The input |
== Segment start ==

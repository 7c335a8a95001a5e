//! Shared configuration utilities
//!
//! Generic YAML loading used by the style file and the viewer's own
//! configuration, plus the standard config locations.
//!
//! # Usage
//!
//! ```ignore
//! use lapview_core::config::{load_config, default_config_path};
//!
//! let config: MyAppConfig = load_config(&default_config_path("config.yaml"));
//! ```

mod io;
mod paths;

pub use io::load_config;
pub use paths::{default_config_dir, default_config_path};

== Segment end ==

Task statement |
Print all the material, keeping every line identical to the original.

Solved problem |
repository 7c335a8a95001a5e
//! Shared configuration utilities
//!
//! Generic YAML loading used by the style file and the viewer's own
//! configuration, plus the standard config locations.
//!
//! # Usage
//!
//! ```ignore
//! use lapview_core::config::{load_config, default_config_path};
//!
//! let config: MyAppConfig = load_config(&default_config_path("config.yaml"));
//! ```

mod io;
mod paths;

pub use io::load_config;
pub use paths::{default_config_dir, default_config_path};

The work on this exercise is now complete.